Growing interest in community gardens and community orchards has led to an increase in community-oriented agriculture.


| Fall 2014



orchard picking

A woman and her child receive lessons on harvesting grapes during a Washington State vineyard's community harvest day.

Photo courtesy Adams & Davis, LLC

With the growing popularity of community gardens, a natural extension is the community orchard. It appears that interest in them is, indeed, about to take off.

For the sake of this article, “orchard” not only means a patch of fruit trees, but can also describe nut groves, vineyards, and areas of bramble or other fruiting plants with a permanent nature that take years to produce from initial young planting, and then produce year after year needing ongoing maintenance.

Guy K. Ames, NCAT (National Center for Appropriate Technology) Horticulture Specialist and author of “Community Orchards,” published by NCAT, has a specific definition for the type of community orchards this article discusses.
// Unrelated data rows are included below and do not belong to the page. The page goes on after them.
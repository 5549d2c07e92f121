//! Streaming topology enforcement
//!
//! The plan is computed purely from the topology and the observations of the
//! current pass. Only followers with a missing desired edge are reconfigured;
//! an observed edge that is not desired is never torn down directly; it goes
//! away when its follower switches upstream.

use std::collections::{BTreeMap, BTreeSet};

use futures::future::join_all;
use kube::ResourceExt;
use tracing::{debug, info, warn};

use crate::controller::commands::{Command, CommandRunner};
use crate::controller::error::{Error, Result};
use crate::crd::PostgresCluster;
use crate::resources::instance::InstanceCommander;
use crate::topology::{
    ClusterTopology, Drift, InstanceAddressing, InstanceId, ObservedReplication, StreamingEdge,
    Upstream, classify_sender, desired_edges, observed_edges, render_conninfo,
};

/// How followers connect to an upstream member of the same cluster
#[derive(Debug, Clone, PartialEq, Eq)]
pub struct StreamingSettings {
    addressing: InstanceAddressing,
    replication_user: String,
    port: u16,
}

impl StreamingSettings {
    pub fn new(addressing: InstanceAddressing, replication_user: impl Into<String>, port: u16) -> Self {
        Self {
            addressing,
            replication_user: replication_user.into(),
            port,
        }
    }

    pub fn from_cluster(cluster: &PostgresCluster) -> Result<Self> {
        let namespace = cluster
            .namespace()
            .ok_or(Error::MissingObjectKey("metadata.namespace"))?;
        Ok(Self::new(
            InstanceAddressing::new(cluster.name_any(), namespace),
            cluster.spec.replication_user(),
            cluster.spec.port(),
        ))
    }

    pub fn addressing(&self) -> &InstanceAddressing {
        &self.addressing
    }

    /// `primary_conninfo` the follower of `edge` needs
    ///
    /// `None` for an unresolved upstream, or an external edge on a cluster
    /// without a source.
    pub fn conninfo(&self, topology: &ClusterTopology, edge: &StreamingEdge) -> Option<String> {
        let application_name = edge.follower.as_str();
        match &edge.upstream {
            Upstream::External => topology
                .external_source()
                .map(|source| source.conninfo(application_name)),
            Upstream::Instance(upstream) => {
                let params = BTreeMap::from([
                    ("host".to_string(), self.addressing.host_for(upstream)),
                    ("port".to_string(), self.port.to_string()),
                    ("user".to_string(), self.replication_user.clone()),
                ]);
                Some(render_conninfo(&params, application_name))
            }
            Upstream::Unresolved(_) => None,
        }
    }
}

/// What one enforcement pass would change
#[derive(Debug, Clone, PartialEq, Eq)]
pub struct EnforcementPlan {
    pub desired: BTreeSet<StreamingEdge>,
    pub observed: BTreeSet<StreamingEdge>,
    pub drift: Drift,
    /// Missing edges whose follower was observed and can be reconfigured
    pub reconfigurations: Vec<StreamingEdge>,
    /// Missing edges whose follower could not be observed on this pass
    pub deferred: Vec<StreamingEdge>,
    /// Unwanted edges with no replacing reconfiguration
    pub blocked: Vec<StreamingEdge>,
}

impl EnforcementPlan {
    pub fn compute(
        topology: &ClusterTopology,
        observations: &BTreeMap<InstanceId, ObservedReplication>,
        addressing: &InstanceAddressing,
    ) -> Self {
        let desired = desired_edges(topology);
        let observed = observed_edges(observations, topology, addressing);
        let drift = Drift::between(&desired, &observed);

        let (reconfigurations, deferred): (Vec<_>, Vec<_>) = drift
            .add
            .iter()
            .cloned()
            .partition(|edge| observations.contains_key(&edge.follower));

        let replaced: BTreeSet<&InstanceId> = drift.add.iter().map(|e| &e.follower).collect();
        let blocked = drift
            .remove
            .iter()
            .filter(|edge| !replaced.contains(&edge.follower))
            .cloned()
            .collect();

        Self {
            desired,
            observed,
            drift,
            reconfigurations,
            deferred,
            blocked,
        }
    }

    pub fn is_converged(&self) -> bool {
        self.drift.is_empty()
    }
}

/// Result of applying an enforcement plan
#[derive(Debug, Default)]
pub struct EnforcementReport {
    /// Reconfigurations confirmed by the follower
    pub applied: Vec<StreamingEdge>,
    /// Reconfigurations that failed or were not confirmed in time
    pub unconfirmed: Vec<(StreamingEdge, Error)>,
    pub blocked: Vec<StreamingEdge>,
    pub deferred: Vec<StreamingEdge>,
    /// Drift size before enforcement
    pub drift: usize,
}

impl EnforcementReport {
    /// Drift that this pass could not repair, ignoring deferred followers
    pub fn remaining(&self) -> usize {
        self.unconfirmed.len() + self.blocked.len()
    }

    pub fn is_converged(&self) -> bool {
        self.remaining() == 0
    }
}

/// Applies enforcement plans through an `InstanceCommander`
pub struct StreamingEnforcer<'a, C> {
    runner: &'a CommandRunner<'a, C>,
    settings: &'a StreamingSettings,
}

impl<'a, C: InstanceCommander> StreamingEnforcer<'a, C> {
    pub fn new(runner: &'a CommandRunner<'a, C>, settings: &'a StreamingSettings) -> Self {
        Self { runner, settings }
    }

    /// Reconcile live wiring towards the desired edges
    ///
    /// A plan without drift issues no commands.
    pub async fn enforce(&self, topology: &ClusterTopology, plan: EnforcementPlan) -> EnforcementReport {
        let mut report = EnforcementReport {
            blocked: plan.blocked,
            deferred: plan.deferred,
            drift: plan.drift.len(),
            ..Default::default()
        };

        if plan.drift.is_empty() {
            return report;
        }

        for edge in &report.blocked {
            warn!(cluster = %topology.name(), edge = %edge, "Unwanted streaming edge has no replacement");
        }
        for edge in &report.deferred {
            debug!(cluster = %topology.name(), edge = %edge, "Deferring edge for unobserved follower");
        }

        let results = join_all(
            plan.reconfigurations
                .into_iter()
                .map(|edge| async move {
                    let result = self.apply(topology, &edge).await;
                    (edge, result)
                }),
        )
        .await;

        for (edge, result) in results {
            match result {
                Ok(()) => {
                    info!(cluster = %topology.name(), edge = %edge, "Streaming edge established");
                    report.applied.push(edge);
                }
                Err(error) => {
                    warn!(cluster = %topology.name(), edge = %edge, error = %error, "Streaming edge not confirmed");
                    report.unconfirmed.push((edge, error));
                }
            }
        }

        report
    }

    async fn apply(&self, topology: &ClusterTopology, edge: &StreamingEdge) -> Result<()> {
        let conninfo = self.settings.conninfo(topology, edge).ok_or_else(|| {
            Error::ConfigurationError(format!("no connection information for {}", edge))
        })?;

        self.runner
            .issue(&edge.follower, &Command::SetUpstream(conninfo))
            .await?;

        let addressing = self.settings.addressing();
        self.runner
            .wait_for(&edge.follower, &format!("stream from {}", edge.upstream), |observed| {
                observed.is_receiving()
                    && classify_sender(&observed.sender_host, topology, addressing) == edge.upstream
            })
            .await?;
        Ok(())
    }
}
He describes them as “an orchard that is not being managed for private profit and is cared for by some community of people.”

Beginnings of the Community Orchard Movement

Nature was certainly the first community orchard. Surely it’s in our genetic memory to harvest nearby fruits and nuts within the tribe’s territory as long as it didn’t overstep into another’s territory.

In more modern times, Ames describes the community orchard movement as starting in England in the early 1990s with older privately owned orchards. The orchards were no longer being taken care of or were threatened by encroaching development. Citizen groups who wanted to preserve beautiful green space, older fruit varieties, local history and healthy eating gathered to find ways to save the orchards. These groups often raised money to lease or buy the orchard, then organized methods for ongoing care and harvest.